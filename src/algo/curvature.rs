//! Discrete curvature computation on meshes.
//!
//! This module provides the curvature estimates that drive the adaptive
//! scale field: Gaussian curvature from the angle defect, mean curvature from
//! the cotangent Laplacian and principal curvatures derived from both.
//!
//! # Curvature Types
//!
//! - **Gaussian curvature K**: Intrinsic curvature computed via angle defect
//! - **Mean curvature H**: Extrinsic curvature from the Laplace-Beltrami operator
//! - **Principal curvatures k1, k2**: Maximum and minimum normal curvatures
//!
//! Mean curvature is measured along the vertex normal, and boundary vertices
//! report zero Gaussian curvature (their angle defect measures the turning of
//! the boundary curve, not the surface), so flat patches are flat up to the rim.
//!
//! # Example
//!
//! ```
//! use quadmesh::algo::curvature::compute_curvature;
//! use quadmesh::mesh::{primitives, VertexId};
//!
//! let mesh = primitives::icosphere(1.0, 2).unwrap();
//! let result = compute_curvature(&mesh);
//! let (k1, k2) = result.principal(VertexId::new(0));
//! assert!(k1 >= k2);
//! ```
//!
//! # References
//!
//! - Meyer, M., et al. (2003). "Discrete Differential-Geometry Operators for
//!   Triangulated 2-Manifolds." Visualization and Mathematics III.

use std::f64::consts::PI;

use nalgebra::{Point3, Vector3};
use rayon::prelude::*;

use crate::mesh::{EdgeId, SurfaceMesh, VertexId};

/// Result of curvature computation.
///
/// Contains per-vertex curvature values for all vertices in the mesh.
#[derive(Debug, Clone)]
pub struct CurvatureResult {
    /// Gaussian curvature (K) per vertex.
    gaussian: Vec<f64>,
    /// Mean curvature (H) per vertex (signed).
    mean: Vec<f64>,
    /// Maximum principal curvature (k1) per vertex.
    principal_max: Vec<f64>,
    /// Minimum principal curvature (k2) per vertex.
    principal_min: Vec<f64>,
}

impl CurvatureResult {
    /// Get Gaussian curvature at a vertex.
    #[inline]
    pub fn gaussian(&self, v: VertexId) -> f64 {
        self.gaussian[v.index()]
    }

    /// Get mean curvature at a vertex.
    #[inline]
    pub fn mean(&self, v: VertexId) -> f64 {
        self.mean[v.index()]
    }

    /// Get principal curvatures at a vertex.
    ///
    /// Returns (k1, k2) where k1 >= k2.
    #[inline]
    pub fn principal(&self, v: VertexId) -> (f64, f64) {
        (self.principal_max[v.index()], self.principal_min[v.index()])
    }

    /// Largest absolute principal curvature at a vertex, `|H| + sqrt(H² - K)`.
    #[inline]
    pub fn magnitude(&self, v: VertexId) -> f64 {
        let h = self.mean[v.index()];
        let k = self.gaussian[v.index()];
        h.abs() + (h * h - k).max(0.0).sqrt()
    }

    /// Get all Gaussian curvatures as a slice.
    #[inline]
    pub fn gaussian_values(&self) -> &[f64] {
        &self.gaussian
    }

    /// Get all mean curvatures as a slice.
    #[inline]
    pub fn mean_values(&self) -> &[f64] {
        &self.mean
    }

    /// Get the number of vertices.
    #[inline]
    pub fn len(&self) -> usize {
        self.gaussian.len()
    }

    /// Check if empty.
    #[inline]
    pub fn is_empty(&self) -> bool {
        self.gaussian.is_empty()
    }
}

/// Compute the angle at vertex `a` in triangle (a, b, c).
fn triangle_angle(a: &Point3<f64>, b: &Point3<f64>, c: &Point3<f64>) -> f64 {
    let ab = b - a;
    let ac = c - a;
    let denom = ab.norm() * ac.norm();
    if denom < 1e-20 {
        return 0.0;
    }
    (ab.dot(&ac) / denom).clamp(-1.0, 1.0).acos()
}

/// Compute the cotangent of the angle at vertex `a` in triangle (a, b, c).
fn cotangent_angle(a: &Point3<f64>, b: &Point3<f64>, c: &Point3<f64>) -> f64 {
    let ab = b - a;
    let ac = c - a;
    let cross_norm = ab.cross(&ac).norm();
    if cross_norm < 1e-10 {
        0.0
    } else {
        ab.dot(&ac) / cross_norm
    }
}

/// Corner positions of the face of `e`, rotated so `e`'s origin comes first.
fn corner_positions(mesh: &SurfaceMesh, e: EdgeId) -> [Point3<f64>; 3] {
    let [p0, p1, p2] = mesh.face_positions(e.face());
    match e.corner() {
        0 => [p0, p1, p2],
        1 => [p1, p2, p0],
        _ => [p2, p0, p1],
    }
}

/// Compute the mixed Voronoi area of a vertex.
///
/// Uses the Meyer et al. formulation:
/// - Non-obtuse triangles: Voronoi area
/// - Obtuse at vertex: triangle_area / 2
/// - Obtuse elsewhere: triangle_area / 4
pub(crate) fn mixed_area(mesh: &SurfaceMesh, v: VertexId) -> f64 {
    let mut area = 0.0;
    let mut fallback = 0.0;
    for e in mesh.vertex_edges(v) {
        let [p, q, r] = corner_positions(mesh, e);
        let tri_area = 0.5 * (q - p).cross(&(r - p)).norm();
        fallback += tri_area / 3.0;

        let half_pi = PI / 2.0;
        let at_p = triangle_angle(&p, &q, &r);
        let at_q = triangle_angle(&q, &r, &p);
        let at_r = triangle_angle(&r, &p, &q);
        area += if at_p > half_pi {
            tri_area / 2.0
        } else if at_q > half_pi || at_r > half_pi {
            tri_area / 4.0
        } else {
            // (1/8) * (|pr|² cot(q) + |pq|² cot(r))
            0.125
                * ((r - p).norm_squared() * cotangent_angle(&q, &r, &p)
                    + (q - p).norm_squared() * cotangent_angle(&r, &p, &q))
        };
    }
    if area < 1e-12 {
        fallback
    } else {
        area
    }
}

/// Sum of corner angles at a vertex.
fn angle_sum(mesh: &SurfaceMesh, v: VertexId) -> f64 {
    mesh.vertex_edges(v)
        .map(|e| {
            let [p, q, r] = corner_positions(mesh, e);
            triangle_angle(&p, &q, &r)
        })
        .sum()
}

/// Unnormalized cotangent Laplacian of the position at a vertex.
///
/// Δx = ½ Σ (cot α + cot β)(x_j − x_i); its magnitude over the mixed area is 2H.
fn mean_curvature_normal(mesh: &SurfaceMesh, v: VertexId) -> Vector3<f64> {
    let p_v = *mesh.position(v);
    let mut laplacian = Vector3::zeros();
    let mut closing: Option<(usize, f64)> = None;

    for e in mesh.vertex_edges(v) {
        // Edge v -> j, opposite corner r in this face.
        let [p, q, r] = corner_positions(mesh, e);
        let j = mesh.dest(e).index();
        let mut cot_sum = cotangent_angle(&r, &p, &q);
        if let Some(t) = mesh.twin(e) {
            let [a, b, c] = corner_positions(mesh, t);
            cot_sum += cotangent_angle(&c, &a, &b);
        }
        laplacian += cot_sum.max(0.0) * (mesh.positions()[j] - p_v);

        // The last boundary edge (r -> v) is only seen from this face.
        if mesh.twin(e.prev()).is_none() {
            let r_id = mesh.origin(e.prev()).index();
            closing = Some((r_id, cotangent_angle(&q, &r, &p).max(0.0)));
        }
    }
    if let Some((r, cot)) = closing {
        laplacian += cot * (mesh.positions()[r] - p_v);
    }
    0.5 * laplacian
}

/// Compute all curvatures (Gaussian, mean, and principal) for all vertices.
///
/// Mean curvature is signed against the area-weighted vertex normal
/// (positive on a sphere with outward faces). This
/// function uses parallel computation by default; use
/// [`compute_curvature_sequential`] for single-threaded execution.
pub fn compute_curvature(mesh: &SurfaceMesh) -> CurvatureResult {
    compute_curvature_impl(mesh, true)
}

/// Compute all curvatures (sequential version).
pub fn compute_curvature_sequential(mesh: &SurfaceMesh) -> CurvatureResult {
    compute_curvature_impl(mesh, false)
}

/// Per-vertex curvature data computed in parallel.
#[derive(Debug, Clone)]
struct VertexCurvature {
    gaussian: f64,
    mean: f64,
    principal_max: f64,
    principal_min: f64,
}

fn compute_curvature_impl(mesh: &SurfaceMesh, parallel: bool) -> CurvatureResult {
    let n = mesh.num_vertices();

    let compute_vertex = |idx: usize| -> VertexCurvature {
        let v = VertexId::new(idx);
        let area = mixed_area(mesh, v);
        if area <= 1e-12 {
            return VertexCurvature {
                gaussian: 0.0,
                mean: 0.0,
                principal_max: 0.0,
                principal_min: 0.0,
            };
        }

        let k = if mesh.is_boundary_vertex(v) {
            0.0
        } else {
            (2.0 * PI - angle_sum(mesh, v)) / area
        };

        let laplacian = mean_curvature_normal(mesh, v) / area;
        let normal: Vector3<f64> = mesh
            .vertex_edges(v)
            .map(|e| {
                let [p, q, r] = corner_positions(mesh, e);
                (q - p).cross(&(r - p))
            })
            .sum();
        let h = match normal.try_normalize(1e-20) {
            // Δx = -2H n
            Some(n) => -0.5 * laplacian.dot(&n),
            None => 0.0,
        };

        // Principal curvatures: k1, k2 = H ± sqrt(H² - K)
        let sqrt_disc = (h * h - k).max(0.0).sqrt();
        VertexCurvature {
            gaussian: k,
            mean: h,
            principal_max: h + sqrt_disc,
            principal_min: h - sqrt_disc,
        }
    };

    let results: Vec<VertexCurvature> = if parallel {
        (0..n).into_par_iter().map(compute_vertex).collect()
    } else {
        (0..n).map(compute_vertex).collect()
    };

    let mut gaussian = Vec::with_capacity(n);
    let mut mean = Vec::with_capacity(n);
    let mut principal_max = Vec::with_capacity(n);
    let mut principal_min = Vec::with_capacity(n);
    for vc in results {
        gaussian.push(vc.gaussian);
        mean.push(vc.mean);
        principal_max.push(vc.principal_max);
        principal_min.push(vc.principal_min);
    }

    CurvatureResult {
        gaussian,
        mean,
        principal_max,
        principal_min,
    }
}

#[cfg(test)]
mod tests {
    use super::*;
    use crate::mesh::primitives;

    #[test]
    fn test_curvature_flat_plane() {
        let mesh = primitives::grid(4, 4, 4.0, 4.0).unwrap();
        let result = compute_curvature(&mesh);
        for v in mesh.vertex_ids() {
            assert!(result.gaussian(v).abs() < 1e-9, "K at {:?}", v);
            assert!(result.mean(v).abs() < 1e-9, "H at {:?}", v);
            assert!(result.magnitude(v) < 1e-6);
        }
    }

    #[test]
    fn test_gauss_bonnet() {
        // ∫K dA = 2π χ = 4π on a sphere
        let mesh = primitives::icosphere(1.0, 2).unwrap();
        let gaussian = compute_curvature(&mesh);
        let total: f64 = mesh
            .vertex_ids()
            .map(|v| gaussian.gaussian(v) * mixed_area(&mesh, v))
            .sum();
        assert!((total - 4.0 * PI).abs() < 1e-6, "got {}", total);
    }

    #[test]
    fn test_sphere_curvature_magnitude() {
        let mesh = primitives::icosphere(2.0, 3).unwrap();
        let result = compute_curvature_sequential(&mesh);
        for v in mesh.vertex_ids() {
            let h = result.mean(v);
            assert!((h - 0.5).abs() < 0.1, "H {} at {:?}", h, v);
            let kappa = result.magnitude(v);
            assert!(kappa >= h.abs() && kappa < 1.0, "kappa {} at {:?}", kappa, v);
            let (k1, k2) = result.principal(v);
            assert!(k1 >= k2 - 1e-12);
        }
    }

    #[test]
    fn test_parallel_matches_sequential() {
        let mesh = primitives::torus(2.0, 0.5, 12, 8).unwrap();
        let a = compute_curvature(&mesh);
        let b = compute_curvature_sequential(&mesh);
        assert_eq!(a.mean_values(), b.mean_values());
        assert_eq!(a.gaussian_values(), b.gaussian_values());
    }
}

Exercise description |
Set down exactly the lines from the opening line of the material through the line in which "and boundary vertices" occurs, both included, and no other lines.

Written response |
filename src/algo/curvature.rs
//! Discrete curvature computation on meshes.
//!
//! This module provides the curvature estimates that drive the adaptive
//! scale field: Gaussian curvature from the angle defect, mean curvature from
//! the cotangent Laplacian and principal curvatures derived from both.
//!
//! # Curvature Types
//!
//! - **Gaussian curvature K**: Intrinsic curvature computed via angle defect
//! - **Mean curvature H**: Extrinsic curvature from the Laplace-Beltrami operator
//! - **Principal curvatures k1, k2**: Maximum and minimum normal curvatures
//!
//! Mean curvature is measured along the vertex normal, and boundary vertices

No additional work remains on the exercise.